Но когда это только будет, возвращение-то?…В обычный свой срок – на Мартына-лисогона [35], когда лисицы из зимних нор перебегают в новые, – стронулась река Вологда: ледяными полями, белым крошевом, ширившимися полосами мутной воды.
На Марка-птичника [36], в канун прилета певчих стай, отплыла от Вологды судовая рать воеводы Ивана Ивановича Салтыка Травина и сына боярского Осипа Ошеметкова – два легких насада с тюфяками на палубе и полтора десятка ушкуев, на каждом ушкуе по тридцать ратников.
Отгудели и смолкли колокола вологодских церквей.
Скрылся за поворотом реки Великий бор, и потянулись по сторонам низкорослые зубчатые ельники, осиновые голые рощицы, островки кустов в бурунах быстрой полой воды. Широко выплеснулась река Вологда на низкие берега, а когда судовой караван выплыл в Сухону – не на сажени приходилось считать водную ширь, на версты. Щедро в ту весну напитало водой Кубенское озеро реку Сухону, щедро!
Весеннее половодье – раздолье для кормщиков. Утонули в глубине мели и перекаты, везде привольная судовая дорога. Шли на веслах, изредка поднимали прямоугольные серые паруса. Кормщики торопили гребцов. До Устюга Великого поболе четырех сот верст, а сроку на путь воевода положил одну неделю, тут заторопишься!

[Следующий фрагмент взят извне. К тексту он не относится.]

impl<S> Session<S>
where
    S: AsyncRead + AsyncWrite + Unpin + Send + 'static,
{
    /// Send the setup descriptor, consume its acknowledgment, then prime
    /// the conversation with the persona prompt. No audio is sent before
    /// this returns.
    pub async fn establish(
        mut transport: Transport<S>,
        options: SessionOptions,
        events: EventSender,
    ) -> Result<Self> {
        transport.send_setup(&options.model).await?;
        if !options.persona_prompt.trim().is_empty() {
            transport.send_text(&options.persona_prompt).await?;
        }

        info!(model = %options.model, "Session established");
        events.emit(SessionEvent::Connected {
            model: options.model.clone(),
        });

        let (outbound_tx, outbound_rx) = mpsc::unbounded_channel();
        Ok(Self {
            transport,
            options,
            turn: TurnStateMachine::new(),
            queue: Arc::new(PlaybackQueue::new()),
            events,
            outbound_tx,
            outbound_rx,
        })
    }

    pub fn text_sender(&self) -> TextSender {
        TextSender {
            tx: self.outbound_tx.clone(),
        }
    }

    pub fn turn_state(&self) -> Arc<TurnStateMachine> {
        Arc::clone(&self.turn)
    }

    /// Run until shutdown, remote close, or the first fatal error.
    ///
    /// Device handles are held on this future's stack and released after
    /// all tasks have been joined.
    pub async fn run<M, K>(self, mic: M, speaker: K, shutdown: CancellationToken) -> Result<()>
    where
        M: MicrophoneSource,
        K: SpeakerSink,
    {
        let Session {
            transport,
            options,
            turn,
            queue,
            events,
            outbound_tx,
            outbound_rx,
        } = self;

        let (faults, mut fault_rx) = DeviceFaults::channel();
        let (producer, consumer) = playback_ring_buffer(None);

        let speaker_handle = speaker.start(consumer, faults.clone())?;
        let gate = CaptureGate::new(Arc::clone(&turn), outbound_tx);
        let capture = gate.clone();
        let mic_handle = mic.start(gate, faults)?;

        let cancel = shutdown.child_token();
        let (writer, reader) = transport.split();

        let mut tasks: JoinSet<Result<()>> = JoinSet::new();
        tasks.spawn(run_outbound_pump(writer, outbound_rx, cancel.clone()));
        tasks.spawn(run_receive_loop(
            reader.receive(),
            ReceiveContext {
                turn,
                queue: Arc::clone(&queue),
                events: events.clone(),
                settle_delay: options.settle_delay,
            },
            cancel.clone(),
        ));
        tasks.spawn(run_transform_consumer(
            queue,
            SignalTransform::new(options.transform),
            producer,
            cancel.clone(),
        ));

        let mut first_error = tokio::select! {
            _ = shutdown.cancelled() => {
                info!("Shutdown requested");
                None
            }
            Some(fault) = fault_rx.recv() => {
                error!(error = %fault, "Audio device failed");
                Some(fault)
            }
            Some(joined) = tasks.join_next() => match flatten(joined) {
                Ok(()) => {
                    info!("Session ended by remote");
                    None
                }
                Err(e) => {
                    error!(error = %e, "Session task failed");
                    Some(e)
                }
            },
        };

        events.emit(SessionEvent::Stopping {});
        cancel.cancel();

        while let Some(joined) = tasks.join_next().await {
            if let Err(e) = flatten(joined) {
                if first_error.is_none() {
                    first_error = Some(e);
                } else {
                    warn!(error = %e, "Additional task error during shutdown");
                }
            }
        }

        drop(mic_handle);
        drop(speaker_handle);
        let stats = capture.stats();
        info!(
            blocks_sent = stats.sent.load(Ordering::Relaxed),
            blocks_gated = stats.gated.load(Ordering::Relaxed),
            "Session stopped"
        );

        match first_error {
            Some(e) => Err(e),
            None => Ok(()),
        }
    }
}

fn flatten(joined: std::result::Result<Result<()>, JoinError>) -> Result<()> {
    joined.map_err(|e| VoiceError::Task(e.to_string()))?
}
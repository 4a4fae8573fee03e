//! Configuration reading and data directory paths.
//!
//! Precedence, lowest first: built-in defaults, `realtime_voice.json` in the
//! data directory (or `$REALTIME_VOICE_CONFIG`), then environment variables
//! (a `.env` file is loaded first if present).

pub mod paths;

use std::path::{Path, PathBuf};
use std::time::Duration;

use serde::{Deserialize, Serialize};
use tracing::warn;

use crate::audio::SAMPLE_RATE;
use crate::dsp::TransformConfig;
use crate::error::{Result, VoiceError};
use paths::get_data_dir;

pub const DEFAULT_MODEL: &str = "gemini-2.0-flash-exp";

pub const DEFAULT_ENDPOINT: &str = "wss://generativelanguage.googleapis.com/ws/\
     google.ai.generativelanguage.v1alpha.GenerativeService.BidiGenerateContent";

/// Sent as the first text turn. Scopes the assistant to Revolt Motors.
pub const DEFAULT_PERSONA_PROMPT: &str = "your name is Rev and not any else name and you are \
     trained by revolt motors. You are an AI assistant of Revolt Motors. Please respond as Rev \
     would in a helpful and friendly manner and only talk about revolt motors.";

const ENV_API_KEY: &str = "GEMINI_API_KEY";
const ENV_MODEL: &str = "REALTIME_VOICE_MODEL";
const ENV_ENDPOINT: &str = "REALTIME_VOICE_ENDPOINT";
const ENV_CONFIG_PATH: &str = "REALTIME_VOICE_CONFIG";

/// How session events are written to stdout.
#[derive(Debug, Clone, Copy, Default, PartialEq, Eq, Serialize, Deserialize)]
#[serde(rename_all = "lowercase")]
pub enum EventFormat {
    #[default]
    Text,
    Json,
}

/// realtime_voice.json shape.
#[derive(Clone, Serialize, Deserialize)]
#[serde(rename_all = "camelCase", default)]
pub struct VoiceConfig {
    pub api_key: Option<String>,
    pub model: String,
    pub endpoint: String,
    pub persona_prompt: String,
    pub pitch_factor: f64,
    pub highpass_cutoff_hz: f32,
    pub headroom: f32,
    pub settle_delay_ms: u64,
    pub carry_filter_state: bool,
    pub input_device: Option<String>,
    pub output_device: Option<String>,
    pub event_format: EventFormat,
    pub log_to_file: bool,
}

impl Default for VoiceConfig {
    fn default() -> Self {
        let transform = TransformConfig::default();
        Self {
            api_key: None,
            model: DEFAULT_MODEL.to_string(),
            endpoint: DEFAULT_ENDPOINT.to_string(),
            persona_prompt: DEFAULT_PERSONA_PROMPT.to_string(),
            pitch_factor: transform.pitch_factor,
            highpass_cutoff_hz: transform.highpass_cutoff_hz,
            headroom: transform.headroom,
            settle_delay_ms: 500,
            carry_filter_state: transform.carry_filter_state,
            input_device: None,
            output_device: None,
            event_format: EventFormat::Text,
            log_to_file: false,
        }
    }
}

// The API key stays out of logs.
impl std::fmt::Debug for VoiceConfig {
    fn fmt(&self, f: &mut std::fmt::Formatter<'_>) -> std::fmt::Result {
        f.debug_struct("VoiceConfig")
            .field("api_key", &self.api_key.as_ref().map(|_| "<redacted>"))
            .field("model", &self.model)
            .field("endpoint", &self.endpoint)
            .field("pitch_factor", &self.pitch_factor)
            .field("highpass_cutoff_hz", &self.highpass_cutoff_hz)
            .field("headroom", &self.headroom)
            .field("settle_delay_ms", &self.settle_delay_ms)
            .field("carry_filter_state", &self.carry_filter_state)
            .field("input_device", &self.input_device)
            .field("output_device", &self.output_device)
            .field("event_format", &self.event_format)
            .field("log_to_file", &self.log_to_file)
            .finish_non_exhaustive()
    }
}

impl VoiceConfig {
    /// Overlay environment values. `lookup` is `std::env::var` in production.
    pub fn apply_env<F>(&mut self, lookup: F)
    where
        F: Fn(&str) -> Option<String>,
    {
        let non_empty = |key: &str| lookup(key).filter(|v| !v.trim().is_empty());
        if let Some(key) = non_empty(ENV_API_KEY) {
            self.api_key = Some(key);
        }
        if let Some(model) = non_empty(ENV_MODEL) {
            self.model = model;
        }
        if let Some(endpoint) = non_empty(ENV_ENDPOINT) {
            self.endpoint = endpoint;
        }
    }

    /// Reject values the session cannot run with.
    pub fn validate(&self) -> Result<()> {
        if self.api_key.as_deref().map_or(true, |k| k.trim().is_empty()) {
            return Err(VoiceError::Config(format!(
                "no API key configured (set {ENV_API_KEY})"
            )));
        }
        if self.model.trim().is_empty() {
            return Err(VoiceError::Config("model must not be empty".into()));
        }
        if !(self.pitch_factor.is_finite() && self.pitch_factor > 0.0) {
            return Err(VoiceError::Config(format!(
                "pitchFactor must be a positive number, got {}",
                self.pitch_factor
            )));
        }
        if !(self.headroom.is_finite() && self.headroom > 0.0) {
            return Err(VoiceError::Config(format!(
                "headroom must be a positive number, got {}",
                self.headroom
            )));
        }
        let nyquist = SAMPLE_RATE as f32 / 2.0;
        if !(self.highpass_cutoff_hz > 0.0 && self.highpass_cutoff_hz < nyquist) {
            return Err(VoiceError::Config(format!(
                "highpassCutoffHz must be between 0 and {nyquist}, got {}",
                self.highpass_cutoff_hz
            )));
        }
        Ok(())
    }

    /// Endpoint with the API key as a query parameter.
    pub fn endpoint_uri(&self) -> Result<String> {
        let key = self
            .api_key
            .as_deref()
            .ok_or_else(|| VoiceError::Config("no API key configured".into()))?;
        let sep = if self.endpoint.contains('?') { '&' } else { '?' };
        Ok(format!("{}{}key={}", self.endpoint, sep, key))
    }

    /// Model identifier as the setup descriptor expects it (`models/...`).
    pub fn model_path(&self) -> String {
        if self.model.starts_with("models/") {
            self.model.clone()
        } else {
            format!("models/{}", self.model)
        }
    }

    pub fn transform_config(&self) -> TransformConfig {
        TransformConfig {
            sample_rate: SAMPLE_RATE,
            pitch_factor: self.pitch_factor,
            highpass_cutoff_hz: self.highpass_cutoff_hz,
            headroom: self.headroom,
            carry_filter_state: self.carry_filter_state,
        }
    }

    pub fn settle_delay(&self) -> Duration {
        Duration::from_millis(self.settle_delay_ms)
    }
}

/// Load `.env`, the config file and environment overrides, then validate.
pub fn load_config() -> Result<VoiceConfig> {
    if let Err(e) = dotenvy::dotenv() {
        if !e.not_found() {
            warn!("Failed to load .env: {}", e);
        }
    }
    let path = get_config_path();
    let mut config: VoiceConfig = read_json_file(&path).unwrap_or_default();
    config.apply_env(|key| std::env::var(key).ok());
    config.validate()?;
    Ok(config)
}

/// Path to realtime_voice.json.
pub fn get_config_path() -> PathBuf {
    match std::env::var_os(ENV_CONFIG_PATH) {
        Some(path) => PathBuf::from(path),
        None => get_data_dir().join("realtime_voice.json"),
    }
}

/// Generic helper: read a JSON file and deserialize it.
fn read_json_file<T: serde::de::DeserializeOwned>(path: &Path) -> Option<T> {
    match std::fs::read_to_string(path) {
        Ok(contents) => match serde_json::from_str(&contents) {
            Ok(val) => Some(val),
            Err(e) => {
                warn!("Failed to parse {}: {}", path.display(), e);
                None
            }
        },
        Err(e) => {
            if e.kind() != std::io::ErrorKind::NotFound {
                warn!("Failed to read {}: {}", path.display(), e);
            }
            None
        }
    }
}
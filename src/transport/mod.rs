//! WebSocket transport to the realtime speech service.
//!
//! `Transport` owns the socket through the setup handshake. After that it
//! is split: the writer half goes to the outbound pump, and the reader half
//! becomes a lazy stream of decoded `ServerEvent`s.

pub mod protocol;

use futures_util::future;
use futures_util::stream::{SplitSink, SplitStream};
use futures_util::{SinkExt, Stream, StreamExt};
use tokio::io::{AsyncRead, AsyncWrite};
use tokio::net::TcpStream;
use tokio_tungstenite::tungstenite::client::IntoClientRequest;
use tokio_tungstenite::tungstenite::http::{HeaderName, HeaderValue};
use tokio_tungstenite::tungstenite::{self, Message};
use tokio_tungstenite::{MaybeTlsStream, WebSocketStream};
use tracing::{debug, info};

use crate::error::{Result, VoiceError};
use protocol::{decode_server_message, ClientMessage, ServerEvent};

/// Payloads waiting for the writer half.
#[derive(Debug, Clone, PartialEq, Eq)]
pub enum Outbound {
    /// A text turn (persona prompt or an injected command).
    Text(String),
    /// One block of 16 kHz mono PCM16 little-endian audio.
    Audio(Vec<u8>),
}

/// Transport over a TCP (optionally TLS) connection.
pub type TcpTransport = Transport<MaybeTlsStream<TcpStream>>;

/// The service's reply to the setup descriptor.
#[derive(Debug, Clone)]
pub struct SetupAck {
    pub raw: serde_json::Value,
}

impl SetupAck {
    fn parse(payload: &[u8]) -> Result<Self> {
        let raw: serde_json::Value = serde_json::from_slice(payload)
            .map_err(|e| VoiceError::Protocol(format!("invalid setup acknowledgment: {e}")))?;
        if !raw.is_object() {
            return Err(VoiceError::Protocol(
                "setup acknowledgment is not a JSON object".into(),
            ));
        }
        Ok(Self { raw })
    }

    /// Whether the service used the explicit `setupComplete` marker.
    pub fn is_setup_complete(&self) -> bool {
        self.raw.get("setupComplete").is_some()
    }
}

/// A connected socket that has not been split yet.
pub struct Transport<S> {
    ws: WebSocketStream<S>,
}

impl Transport<MaybeTlsStream<TcpStream>> {
    /// Open the WebSocket. `uri` may carry credentials, so it is never logged.
    pub async fn connect(uri: &str, headers: &[(&str, &str)]) -> Result<Self> {
        let mut request = uri
            .into_client_request()
            .map_err(|e| VoiceError::Connection(format!("invalid endpoint: {e}")))?;

        for (name, value) in headers {
            let name = HeaderName::from_bytes(name.as_bytes())
                .map_err(|e| VoiceError::Connection(format!("invalid header name {name}: {e}")))?;
            let value = HeaderValue::from_str(value)
                .map_err(|e| VoiceError::Connection(format!("invalid header value: {e}")))?;
            request.headers_mut().insert(name, value);
        }

        let host = request.uri().host().unwrap_or("unknown").to_string();
        let (ws, response) = tokio_tungstenite::connect_async(request)
            .await
            .map_err(|e| VoiceError::Connection(format!("failed to connect to {host}: {e}")))?;

        info!(host = %host, status = %response.status(), "WebSocket connected");
        Ok(Self { ws })
    }
}

impl<S> Transport<S>
where
    S: AsyncRead + AsyncWrite + Unpin,
{
    /// Wrap an already-established WebSocket.
    pub fn from_stream(ws: WebSocketStream<S>) -> Self {
        Self { ws }
    }

    /// Send the setup descriptor and wait for exactly one acknowledgment.
    ///
    /// Control frames do not count as the acknowledgment. A close, end of
    /// stream, or non-JSON reply is a `Protocol` error.
    pub async fn send_setup(&mut self, model: &str) -> Result<SetupAck> {
        self.send(&ClientMessage::setup(model)).await?;
        debug!(model, "Setup sent, waiting for acknowledgment");

        loop {
            let ack = match self.ws.next().await {
                Some(Ok(Message::Text(text))) => SetupAck::parse(text.as_bytes())?,
                Some(Ok(Message::Binary(bytes))) => SetupAck::parse(&bytes)?,
                Some(Ok(Message::Close(frame))) => {
                    return Err(VoiceError::Protocol(format!(
                        "connection closed before setup acknowledgment ({frame:?})"
                    )));
                }
                Some(Ok(_)) => continue,
                Some(Err(e)) => return Err(e.into()),
                None => {
                    return Err(VoiceError::Protocol(
                        "connection ended before setup acknowledgment".into(),
                    ));
                }
            };
            info!(setup_complete = ack.is_setup_complete(), "Setup acknowledged");
            return Ok(ack);
        }
    }

    pub async fn send_text(&mut self, text: &str) -> Result<()> {
        self.send(&ClientMessage::text(text)).await
    }

    async fn send(&mut self, message: &ClientMessage) -> Result<()> {
        self.ws.send(Message::Text(message.to_json()?)).await?;
        Ok(())
    }

    /// Split into independently owned write and read halves.
    pub fn split(self) -> (TransportWriter<S>, TransportReader<S>) {
        let (sink, stream) = self.ws.split();
        (TransportWriter { sink }, TransportReader { stream })
    }
}

/// Write half. Owned by a single task.
pub struct TransportWriter<S> {
    sink: SplitSink<WebSocketStream<S>, Message>,
}

impl<S> TransportWriter<S>
where
    S: AsyncRead + AsyncWrite + Unpin,
{
    pub async fn send(&mut self, message: &ClientMessage) -> Result<()> {
        self.sink.send(Message::Text(message.to_json()?)).await?;
        Ok(())
    }

    pub async fn send_text(&mut self, text: &str) -> Result<()> {
        self.send(&ClientMessage::text(text)).await
    }

    pub async fn send_audio_chunk(&mut self, pcm: &[u8]) -> Result<()> {
        self.send(&ClientMessage::audio(pcm)).await
    }

    pub async fn send_outbound(&mut self, outbound: &Outbound) -> Result<()> {
        match outbound {
            Outbound::Text(text) => self.send_text(text).await,
            Outbound::Audio(pcm) => self.send_audio_chunk(pcm).await,
        }
    }

    /// Send a close frame. Errors are ignored; the peer may already be gone.
    pub async fn close(mut self) {
        if let Err(e) = self.sink.close().await {
            debug!(error = %e, "Close frame not delivered");
        }
    }
}

/// Read half.
pub struct TransportReader<S> {
    stream: SplitStream<WebSocketStream<S>>,
}

impl<S> TransportReader<S>
where
    S: AsyncRead + AsyncWrite + Unpin,
{
    /// Lazy stream of decoded inbound messages.
    ///
    /// Malformed messages and control frames are skipped. The stream ends
    /// when the connection closes normally; other socket failures surface
    /// once as `Connection` errors.
    pub fn receive(self) -> impl Stream<Item = Result<ServerEvent>> + Unpin {
        self.stream.filter_map(|frame| future::ready(decode_frame(frame)))
    }
}

fn decode_frame(
    frame: std::result::Result<Message, tungstenite::Error>,
) -> Option<Result<ServerEvent>> {
    match frame {
        Ok(Message::Text(text)) => decode_payload(text.as_bytes()),
        Ok(Message::Binary(bytes)) => decode_payload(&bytes),
        Ok(Message::Close(frame)) => {
            info!(?frame, "Server closed the connection");
            None
        }
        Ok(_) => None,
        Err(tungstenite::Error::ConnectionClosed | tungstenite::Error::AlreadyClosed) => None,
        Err(e) => Some(Err(e.into())),
    }
}

fn decode_payload(payload: &[u8]) -> Option<Result<ServerEvent>> {
    match decode_server_message(payload) {
        Ok(event) => Some(Ok(event)),
        Err(e) => {
            debug!(error = %e, "Skipping malformed message");
            None
        }
    }
}
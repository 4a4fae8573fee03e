//! Lock-free SPSC ring buffer for playback samples.
//!
//! The transform consumer writes processed f32 samples from a tokio task,
//! and the speaker callback drains them on the realtime audio thread.
//! Neither side takes a lock.

use ringbuf::{
    traits::{Consumer, Observer, Producer, Split},
    HeapRb,
};

/// Default capacity: ~60 seconds of 16 kHz mono audio.
pub const DEFAULT_CAPACITY: usize = 960_000;

/// Producer half, owned by the transform consumer task.
pub struct PlaybackProducer {
    inner: ringbuf::HeapProd<f32>,
}

/// Consumer half, lives in the speaker callback.
pub struct PlaybackConsumer {
    inner: ringbuf::HeapCons<f32>,
}

/// Create a matched producer/consumer pair.
pub fn playback_ring_buffer(capacity: Option<usize>) -> (PlaybackProducer, PlaybackConsumer) {
    let cap = capacity.unwrap_or(DEFAULT_CAPACITY);
    let rb = HeapRb::<f32>::new(cap);
    let (prod, cons) = rb.split();
    (
        PlaybackProducer { inner: prod },
        PlaybackConsumer { inner: cons },
    )
}

impl PlaybackProducer {
    /// Push as many samples as fit. Returns the number written.
    pub fn push_slice(&mut self, samples: &[f32]) -> usize {
        self.inner.push_slice(samples)
    }
}

impl PlaybackConsumer {
    /// Fill `out` completely: buffered samples first, silence for the rest.
    /// Returns how many real samples were written. Never blocks.
    pub fn fill(&mut self, out: &mut [f32]) -> usize {
        let read = self.inner.pop_slice(out);
        out[read..].fill(0.0);
        read
    }

    /// Fill an interleaved buffer of `channels` channels, duplicating each
    /// mono sample across the frame. Returns real frames written.
    pub fn fill_interleaved(&mut self, out: &mut [f32], channels: usize) -> usize {
        if channels <= 1 {
            return self.fill(out);
        }
        let mut real = 0;
        for frame in out.chunks_mut(channels) {
            let sample = match self.inner.try_pop() {
                Some(s) => {
                    real += 1;
                    s
                }
                None => 0.0,
            };
            frame.fill(sample);
        }
        real
    }

    /// Number of samples currently buffered.
    pub fn available(&self) -> usize {
        self.inner.occupied_len()
    }
}

#[cfg(test)]
mod tests {
    use super::*;

    #[test]
    fn test_fill_exact() {
        let (mut prod, mut cons) = playback_ring_buffer(Some(16));
        prod.push_slice(&[0.1, 0.2, 0.3, 0.4]);

        let mut out = [9.0f32; 4];
        assert_eq!(cons.fill(&mut out), 4);
        assert_eq!(out, [0.1, 0.2, 0.3, 0.4]);
        assert_eq!(cons.available(), 0);
    }

    #[test]
    fn test_fill_underrun_pads_with_silence() {
        let (mut prod, mut cons) = playback_ring_buffer(Some(16));
        prod.push_slice(&[0.5, -0.5]);

        let mut out = [9.0f32; 5];
        assert_eq!(cons.fill(&mut out), 2);
        assert_eq!(out, [0.5, -0.5, 0.0, 0.0, 0.0]);
    }

    #[test]
    fn test_fill_empty_is_all_silence() {
        let (_prod, mut cons) = playback_ring_buffer(Some(16));
        let mut out = [1.0f32; 1024];
        assert_eq!(cons.fill(&mut out), 0);
        assert!(out.iter().all(|&s| s == 0.0));
    }

    #[test]
    fn test_fill_leaves_remainder_buffered() {
        let (mut prod, mut cons) = playback_ring_buffer(Some(16));
        prod.push_slice(&[1.0, 2.0, 3.0]);

        let mut out = [0.0f32; 2];
        cons.fill(&mut out);
        assert_eq!(cons.available(), 1);

        let mut out = [0.0f32; 2];
        assert_eq!(cons.fill(&mut out), 1);
        assert_eq!(out, [3.0, 0.0]);
    }

    #[test]
    fn test_push_reports_partial_write_when_full() {
        let (mut prod, _cons) = playback_ring_buffer(Some(4));
        assert_eq!(prod.push_slice(&[1.0; 6]), 4);
        assert_eq!(prod.push_slice(&[2.0]), 0);
    }

    #[test]
    fn test_fill_interleaved_duplicates_channels() {
        let (mut prod, mut cons) = playback_ring_buffer(Some(16));
        prod.push_slice(&[0.25, 0.75]);

        let mut out = [9.0f32; 6];
        assert_eq!(cons.fill_interleaved(&mut out, 2), 2);
        assert_eq!(out, [0.25, 0.25, 0.75, 0.75, 0.0, 0.0]);
    }
}
//! Fourier-domain resampling.
//!
//! Truncates or zero-pads the spectrum of the whole chunk, then inverts at
//! the target length. The Nyquist bin is doubled when downsampling and
//! halved when upsampling so the even-length spectra stay consistent.

use rustfft::num_complex::Complex;
use rustfft::FftPlanner;

/// Resamples whole chunks to an arbitrary target length.
///
/// Keeps an `FftPlanner` around so repeated chunk sizes reuse their plans.
pub struct FourierResampler {
    planner: FftPlanner<f32>,
}

impl FourierResampler {
    pub fn new() -> Self {
        Self {
            planner: FftPlanner::new(),
        }
    }

    /// Resample `input` to exactly `num` samples.
    pub fn resample(&mut self, input: &[f32], num: usize) -> Vec<f32> {
        let nx = input.len();
        if nx == 0 || num == 0 {
            return Vec::new();
        }
        if num == nx {
            return input.to_vec();
        }

        let mut spectrum: Vec<Complex<f32>> =
            input.iter().map(|&x| Complex::new(x, 0.0)).collect();
        self.planner.plan_fft_forward(nx).process(&mut spectrum);

        // Positive half of the output spectrum, Nyquist included.
        let n = num.min(nx);
        let keep = n / 2 + 1;
        let mut half = vec![Complex::new(0.0f32, 0.0); num / 2 + 1];
        half[..keep].copy_from_slice(&spectrum[..keep]);

        if n % 2 == 0 {
            if num < nx {
                half[n / 2] = half[n / 2].scale(2.0);
            } else {
                half[n / 2] = half[n / 2].scale(0.5);
            }
        }

        // Rebuild the Hermitian spectrum so the inverse is real.
        let mut full = vec![Complex::new(0.0f32, 0.0); num];
        full[0] = Complex::new(half[0].re, 0.0);
        for (k, bin) in half.iter().enumerate().skip(1) {
            if num % 2 == 0 && k == num / 2 {
                full[k] = Complex::new(bin.re, 0.0);
            } else {
                full[k] = *bin;
                full[num - k] = bin.conj();
            }
        }
        self.planner.plan_fft_inverse(num).process(&mut full);

        let scale = 1.0 / nx as f32;
        full.iter().map(|c| c.re * scale).collect()
    }
}

impl Default for FourierResampler {
    fn default() -> Self {
        Self::new()
    }
}

#[cfg(test)]
mod tests {
    use super::*;
    use std::f32::consts::PI;

    #[test]
    fn test_output_length() {
        let mut rs = FourierResampler::new();
        let input = vec![0.1f32; 1024];
        assert_eq!(rs.resample(&input, 682).len(), 682);
        assert_eq!(rs.resample(&input, 2048).len(), 2048);
    }

    #[test]
    fn test_empty_cases() {
        let mut rs = FourierResampler::new();
        assert!(rs.resample(&[], 10).is_empty());
        assert!(rs.resample(&[0.5], 0).is_empty());
    }

    #[test]
    fn test_same_length_is_identity() {
        let mut rs = FourierResampler::new();
        let input = vec![0.1, -0.2, 0.3];
        assert_eq!(rs.resample(&input, 3), input);
    }

    #[test]
    fn test_dc_is_preserved() {
        let mut rs = FourierResampler::new();
        let out = rs.resample(&[0.25f32; 900], 600);
        for s in out {
            assert!((s - 0.25).abs() < 1e-4, "sample = {s}");
        }
    }

    #[test]
    fn test_low_frequency_sine_keeps_amplitude() {
        let mut rs = FourierResampler::new();
        // Four full periods over the chunk, well below the new Nyquist.
        let input: Vec<f32> = (0..1200)
            .map(|i| (2.0 * PI * 4.0 * i as f32 / 1200.0).sin())
            .collect();
        let out = rs.resample(&input, 800);
        let peak = out.iter().fold(0.0f32, |m, s| m.max(s.abs()));
        assert!((peak - 1.0).abs() < 0.01, "peak = {peak}");
        // Still four periods: sample at a quarter period should be ~1.
        assert!((out[50] - 1.0).abs() < 0.01, "out[50] = {}", out[50]);
    }
}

Сама река помогала, несла по течению. Журчала вода, разбегались из-под острых носов кораблей треугольники волн и таяли на речной шири, не доплеснув до далеких берегов.
К вечеру третьего путевого дня дошли до Тотьмы, небольшого городка с соляными варницами и посадом. Переночевали в избах, в тепле, а наутро снова в путь. Правый берег Сухоны начал подниматься, но по левому борту по-прежнему тянулись залитые водой луга и пашни, и только редкие деревни кое-где просматривались над водной гладью, омываемые со всех сторон. Еще ниже высокие обрывы подступили к реке с двух сторон, и Сухона понеслась в пене и грохоте, а после теснины еще долго волновалась, раскачивая суда. Кормщик Петр Сидень сам взял кормовое весло, и ушкуи бежали в струе переднего насада, не отклоняясь в стороны.
Но так было только в теснинах, а остальное время кормщик стоял на палубе возле Салтыка, безразлично поглядывая на проплывающие берега. И священник Арсений, и Федор Брех, и воевода Осип Ошеметков, и пищальник Левка Обрядин были здесь, на переднем насаде. Телохранитель Аксай присел на корточки, прислонился к борту бритой головой, неразлучную свою сабельку в сторонку отложил: видел, что все свои, доброжелатели господина Ивана Ивановича.
Ощущение духовной общности с окружавшими его людьми не покидало Салтыка, согревало, вытесняя из головы тревожные мысли о предстоящей встрече с князем Курбским. Вспоминались предостерегающие слова дьяка Ивана Волка: «Не смиришь сразу государевым именем князя – дело погубишь!»
Перед Устюгом Великим еще раз сменилась река: правый берег под вешнюю воду ушел, а левый гребешком поднялся. Так и прозывалась эта круча – Гребешок, граду Устюгу порог. Сам город стоял на береговом обрыве, стекая к реке только пологими крышами посадских изб. Празднично желтели в вышине стены нового града, срубленного рвением наместника Петра Федоровича Челяднина. Но еще праздничней и нарядней гляделись насады и ушкуи, стоявшие уже на воде. Трепыхались цветные прапорцы, скалились затейливые медвежьи морды на высоких носах, отсвечивали медными бляхами повешенные на борта круглые щиты.